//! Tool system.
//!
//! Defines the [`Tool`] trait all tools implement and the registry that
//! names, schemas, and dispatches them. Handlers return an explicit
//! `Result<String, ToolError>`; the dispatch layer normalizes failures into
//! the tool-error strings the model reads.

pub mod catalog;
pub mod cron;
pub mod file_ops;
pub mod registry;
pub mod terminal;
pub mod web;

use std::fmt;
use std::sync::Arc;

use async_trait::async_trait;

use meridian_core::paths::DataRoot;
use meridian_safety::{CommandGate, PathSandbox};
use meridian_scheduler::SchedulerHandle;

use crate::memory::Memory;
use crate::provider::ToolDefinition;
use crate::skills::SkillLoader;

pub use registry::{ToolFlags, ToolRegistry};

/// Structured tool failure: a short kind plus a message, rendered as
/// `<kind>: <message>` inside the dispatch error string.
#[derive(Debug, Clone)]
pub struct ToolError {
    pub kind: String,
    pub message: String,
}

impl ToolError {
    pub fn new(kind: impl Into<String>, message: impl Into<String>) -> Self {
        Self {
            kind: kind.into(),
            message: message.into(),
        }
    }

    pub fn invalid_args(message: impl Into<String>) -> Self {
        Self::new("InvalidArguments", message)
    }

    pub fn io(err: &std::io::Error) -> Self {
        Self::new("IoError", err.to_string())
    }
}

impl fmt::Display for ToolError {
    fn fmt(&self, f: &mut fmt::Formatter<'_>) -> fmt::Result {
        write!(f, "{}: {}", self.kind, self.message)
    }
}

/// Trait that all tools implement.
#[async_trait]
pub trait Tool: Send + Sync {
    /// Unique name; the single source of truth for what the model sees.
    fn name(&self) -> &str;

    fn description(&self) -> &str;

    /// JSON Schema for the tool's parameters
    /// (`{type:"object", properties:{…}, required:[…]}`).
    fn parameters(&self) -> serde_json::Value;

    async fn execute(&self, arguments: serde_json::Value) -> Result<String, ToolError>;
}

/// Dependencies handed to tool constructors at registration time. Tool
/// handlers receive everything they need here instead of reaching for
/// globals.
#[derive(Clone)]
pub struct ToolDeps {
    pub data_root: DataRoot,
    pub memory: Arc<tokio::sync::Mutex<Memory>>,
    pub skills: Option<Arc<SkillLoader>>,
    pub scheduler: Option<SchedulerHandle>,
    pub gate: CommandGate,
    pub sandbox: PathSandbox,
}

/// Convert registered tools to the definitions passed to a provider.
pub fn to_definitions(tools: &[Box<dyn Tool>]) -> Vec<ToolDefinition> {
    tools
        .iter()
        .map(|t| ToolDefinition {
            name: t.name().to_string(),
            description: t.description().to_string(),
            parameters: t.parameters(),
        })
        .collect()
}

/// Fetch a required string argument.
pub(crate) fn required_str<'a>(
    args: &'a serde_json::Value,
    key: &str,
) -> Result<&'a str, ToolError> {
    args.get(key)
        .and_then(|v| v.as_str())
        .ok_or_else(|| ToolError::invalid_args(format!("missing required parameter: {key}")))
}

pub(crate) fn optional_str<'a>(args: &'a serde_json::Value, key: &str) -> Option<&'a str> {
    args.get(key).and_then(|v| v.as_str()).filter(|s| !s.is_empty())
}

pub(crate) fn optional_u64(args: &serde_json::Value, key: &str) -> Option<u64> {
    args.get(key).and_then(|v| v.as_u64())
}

——

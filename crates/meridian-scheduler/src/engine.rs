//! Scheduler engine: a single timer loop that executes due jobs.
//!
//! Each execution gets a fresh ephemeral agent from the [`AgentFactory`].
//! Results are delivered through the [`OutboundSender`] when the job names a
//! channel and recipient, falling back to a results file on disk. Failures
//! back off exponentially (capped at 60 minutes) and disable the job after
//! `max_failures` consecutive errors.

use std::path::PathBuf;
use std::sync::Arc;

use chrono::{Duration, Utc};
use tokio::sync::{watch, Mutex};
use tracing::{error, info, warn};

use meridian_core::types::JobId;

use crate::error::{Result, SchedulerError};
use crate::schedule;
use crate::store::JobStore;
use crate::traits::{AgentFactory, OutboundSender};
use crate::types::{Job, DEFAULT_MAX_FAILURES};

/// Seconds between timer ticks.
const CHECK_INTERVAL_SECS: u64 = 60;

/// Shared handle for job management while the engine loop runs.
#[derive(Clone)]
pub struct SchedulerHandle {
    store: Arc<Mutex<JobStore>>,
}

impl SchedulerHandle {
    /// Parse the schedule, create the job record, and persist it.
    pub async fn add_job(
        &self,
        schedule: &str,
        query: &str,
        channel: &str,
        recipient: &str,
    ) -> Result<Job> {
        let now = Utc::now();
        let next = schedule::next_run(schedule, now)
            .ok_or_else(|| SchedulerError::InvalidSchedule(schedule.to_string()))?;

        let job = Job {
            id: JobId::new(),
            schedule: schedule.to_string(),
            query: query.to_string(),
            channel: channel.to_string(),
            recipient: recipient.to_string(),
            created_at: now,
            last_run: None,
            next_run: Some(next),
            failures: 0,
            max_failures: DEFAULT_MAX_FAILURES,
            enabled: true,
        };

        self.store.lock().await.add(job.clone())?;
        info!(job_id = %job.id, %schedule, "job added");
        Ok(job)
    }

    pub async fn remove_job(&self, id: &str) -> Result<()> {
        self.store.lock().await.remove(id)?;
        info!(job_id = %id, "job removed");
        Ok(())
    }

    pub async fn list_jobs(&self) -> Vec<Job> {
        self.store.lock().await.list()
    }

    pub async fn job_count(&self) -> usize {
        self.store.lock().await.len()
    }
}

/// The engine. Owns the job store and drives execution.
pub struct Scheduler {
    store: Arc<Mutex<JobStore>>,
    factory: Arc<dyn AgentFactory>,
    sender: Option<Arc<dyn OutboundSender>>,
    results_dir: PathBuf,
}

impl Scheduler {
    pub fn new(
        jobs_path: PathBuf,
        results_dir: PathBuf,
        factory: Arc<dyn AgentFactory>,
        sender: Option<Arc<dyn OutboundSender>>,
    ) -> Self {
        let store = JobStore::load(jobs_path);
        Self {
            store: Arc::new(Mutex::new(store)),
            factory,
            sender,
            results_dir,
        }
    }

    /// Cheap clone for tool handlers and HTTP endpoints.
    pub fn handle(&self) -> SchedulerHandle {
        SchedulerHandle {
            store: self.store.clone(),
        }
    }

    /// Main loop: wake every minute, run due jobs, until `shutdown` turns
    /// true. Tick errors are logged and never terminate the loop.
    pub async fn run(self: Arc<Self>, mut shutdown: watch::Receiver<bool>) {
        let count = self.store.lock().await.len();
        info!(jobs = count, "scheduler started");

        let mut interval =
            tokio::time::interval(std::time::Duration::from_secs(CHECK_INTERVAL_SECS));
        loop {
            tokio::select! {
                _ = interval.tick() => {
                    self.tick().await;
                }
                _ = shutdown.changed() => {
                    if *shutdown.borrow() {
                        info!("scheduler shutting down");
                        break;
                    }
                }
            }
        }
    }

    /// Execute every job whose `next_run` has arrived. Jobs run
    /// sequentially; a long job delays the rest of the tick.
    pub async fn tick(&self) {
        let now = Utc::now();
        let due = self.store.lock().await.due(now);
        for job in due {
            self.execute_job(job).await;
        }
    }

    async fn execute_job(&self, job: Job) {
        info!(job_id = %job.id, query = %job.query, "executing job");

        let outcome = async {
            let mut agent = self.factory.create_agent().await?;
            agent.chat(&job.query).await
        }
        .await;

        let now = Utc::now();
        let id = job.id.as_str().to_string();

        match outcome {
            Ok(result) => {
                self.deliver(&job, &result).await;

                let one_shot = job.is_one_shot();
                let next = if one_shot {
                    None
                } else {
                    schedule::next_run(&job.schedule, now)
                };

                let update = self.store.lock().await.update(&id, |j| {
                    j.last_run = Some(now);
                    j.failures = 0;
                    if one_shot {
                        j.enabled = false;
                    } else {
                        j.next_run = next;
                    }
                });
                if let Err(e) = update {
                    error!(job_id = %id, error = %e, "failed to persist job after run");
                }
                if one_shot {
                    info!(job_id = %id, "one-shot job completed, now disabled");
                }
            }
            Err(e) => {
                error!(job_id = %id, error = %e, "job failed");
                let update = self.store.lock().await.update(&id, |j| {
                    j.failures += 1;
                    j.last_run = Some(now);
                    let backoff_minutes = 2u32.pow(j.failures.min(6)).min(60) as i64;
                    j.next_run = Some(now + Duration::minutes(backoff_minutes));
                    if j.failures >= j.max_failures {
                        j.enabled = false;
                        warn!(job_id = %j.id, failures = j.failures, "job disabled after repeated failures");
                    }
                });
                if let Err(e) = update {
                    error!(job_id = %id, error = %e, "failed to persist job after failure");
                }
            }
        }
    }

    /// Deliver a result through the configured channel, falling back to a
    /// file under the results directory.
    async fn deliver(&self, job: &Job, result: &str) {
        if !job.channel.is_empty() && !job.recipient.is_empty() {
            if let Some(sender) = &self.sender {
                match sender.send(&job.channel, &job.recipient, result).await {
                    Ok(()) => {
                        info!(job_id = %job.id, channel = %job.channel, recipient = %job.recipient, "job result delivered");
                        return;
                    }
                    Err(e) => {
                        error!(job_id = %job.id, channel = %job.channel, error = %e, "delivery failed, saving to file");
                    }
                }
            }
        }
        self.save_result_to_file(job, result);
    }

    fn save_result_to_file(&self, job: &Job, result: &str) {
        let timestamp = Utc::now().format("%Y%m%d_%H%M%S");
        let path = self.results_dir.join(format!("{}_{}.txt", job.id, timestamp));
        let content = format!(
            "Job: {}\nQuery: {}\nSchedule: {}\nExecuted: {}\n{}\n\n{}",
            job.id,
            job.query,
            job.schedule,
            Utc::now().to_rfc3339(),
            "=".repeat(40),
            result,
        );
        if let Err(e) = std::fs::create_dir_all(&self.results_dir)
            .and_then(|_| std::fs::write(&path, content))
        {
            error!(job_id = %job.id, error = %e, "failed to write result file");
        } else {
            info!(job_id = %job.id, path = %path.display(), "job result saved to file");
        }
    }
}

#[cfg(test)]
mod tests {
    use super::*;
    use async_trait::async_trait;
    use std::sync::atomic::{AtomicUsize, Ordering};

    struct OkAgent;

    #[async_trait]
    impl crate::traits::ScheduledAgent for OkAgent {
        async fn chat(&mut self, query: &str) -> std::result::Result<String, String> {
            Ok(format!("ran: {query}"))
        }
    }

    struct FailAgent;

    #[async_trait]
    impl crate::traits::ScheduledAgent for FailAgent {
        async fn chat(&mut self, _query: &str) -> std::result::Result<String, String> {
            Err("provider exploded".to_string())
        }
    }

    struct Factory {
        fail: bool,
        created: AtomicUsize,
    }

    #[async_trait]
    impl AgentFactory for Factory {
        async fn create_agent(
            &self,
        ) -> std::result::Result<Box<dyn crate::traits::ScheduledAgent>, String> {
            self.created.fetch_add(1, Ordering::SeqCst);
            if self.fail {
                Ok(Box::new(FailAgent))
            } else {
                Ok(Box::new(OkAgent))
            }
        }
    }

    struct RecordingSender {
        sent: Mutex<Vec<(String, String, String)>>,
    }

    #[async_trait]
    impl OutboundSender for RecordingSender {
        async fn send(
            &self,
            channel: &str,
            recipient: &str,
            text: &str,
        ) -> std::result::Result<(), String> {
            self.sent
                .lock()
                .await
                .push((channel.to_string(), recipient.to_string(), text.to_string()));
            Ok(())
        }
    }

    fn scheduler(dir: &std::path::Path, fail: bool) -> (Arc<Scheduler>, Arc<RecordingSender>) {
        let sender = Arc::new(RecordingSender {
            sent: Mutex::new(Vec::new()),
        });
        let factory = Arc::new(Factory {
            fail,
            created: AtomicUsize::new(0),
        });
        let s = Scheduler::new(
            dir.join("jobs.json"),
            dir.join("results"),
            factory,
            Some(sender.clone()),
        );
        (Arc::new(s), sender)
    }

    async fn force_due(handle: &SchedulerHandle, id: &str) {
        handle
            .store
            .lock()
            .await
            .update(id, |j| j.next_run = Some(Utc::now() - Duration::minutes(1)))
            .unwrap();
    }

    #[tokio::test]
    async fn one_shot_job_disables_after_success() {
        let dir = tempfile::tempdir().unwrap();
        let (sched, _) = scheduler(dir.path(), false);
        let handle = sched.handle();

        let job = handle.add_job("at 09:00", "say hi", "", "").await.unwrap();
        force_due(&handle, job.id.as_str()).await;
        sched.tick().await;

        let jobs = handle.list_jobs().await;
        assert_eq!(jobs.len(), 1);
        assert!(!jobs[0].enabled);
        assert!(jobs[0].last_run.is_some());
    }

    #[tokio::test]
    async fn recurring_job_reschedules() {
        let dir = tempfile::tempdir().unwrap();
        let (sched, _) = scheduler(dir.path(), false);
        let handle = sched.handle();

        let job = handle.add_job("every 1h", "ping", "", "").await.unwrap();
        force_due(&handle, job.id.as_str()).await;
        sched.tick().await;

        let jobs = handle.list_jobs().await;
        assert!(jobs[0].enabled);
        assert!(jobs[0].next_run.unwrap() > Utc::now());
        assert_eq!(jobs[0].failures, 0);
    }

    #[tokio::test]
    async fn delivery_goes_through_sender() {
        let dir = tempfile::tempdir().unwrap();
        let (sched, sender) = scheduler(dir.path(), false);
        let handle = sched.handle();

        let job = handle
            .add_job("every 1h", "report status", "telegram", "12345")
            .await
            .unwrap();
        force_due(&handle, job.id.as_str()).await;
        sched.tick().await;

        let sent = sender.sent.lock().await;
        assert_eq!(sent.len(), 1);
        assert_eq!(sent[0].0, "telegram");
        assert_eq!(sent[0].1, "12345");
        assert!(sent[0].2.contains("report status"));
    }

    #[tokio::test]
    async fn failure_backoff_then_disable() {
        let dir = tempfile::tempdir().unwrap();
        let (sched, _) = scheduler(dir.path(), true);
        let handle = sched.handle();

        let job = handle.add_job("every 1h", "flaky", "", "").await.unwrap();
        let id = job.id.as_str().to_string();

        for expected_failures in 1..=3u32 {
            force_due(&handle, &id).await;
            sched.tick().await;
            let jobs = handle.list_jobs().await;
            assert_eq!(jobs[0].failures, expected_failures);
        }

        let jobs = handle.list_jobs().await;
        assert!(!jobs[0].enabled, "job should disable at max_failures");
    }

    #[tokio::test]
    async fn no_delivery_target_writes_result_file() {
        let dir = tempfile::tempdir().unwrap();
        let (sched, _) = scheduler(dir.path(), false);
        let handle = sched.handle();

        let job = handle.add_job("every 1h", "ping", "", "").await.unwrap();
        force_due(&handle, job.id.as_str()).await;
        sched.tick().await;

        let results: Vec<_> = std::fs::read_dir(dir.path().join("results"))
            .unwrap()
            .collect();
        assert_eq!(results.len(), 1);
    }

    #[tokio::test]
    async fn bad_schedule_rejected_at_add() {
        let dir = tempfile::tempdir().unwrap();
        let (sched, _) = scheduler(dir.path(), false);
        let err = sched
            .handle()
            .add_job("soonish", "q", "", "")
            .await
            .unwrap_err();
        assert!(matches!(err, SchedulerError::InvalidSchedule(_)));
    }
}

——

_How to complete this task_
Lines containing the word "true" must be found in the data above and copied.

_Task output_
            enabled: true,
    /// true. Tick errors are logged and never terminate the loop.
        let (sched, _) = scheduler(dir.path(), true);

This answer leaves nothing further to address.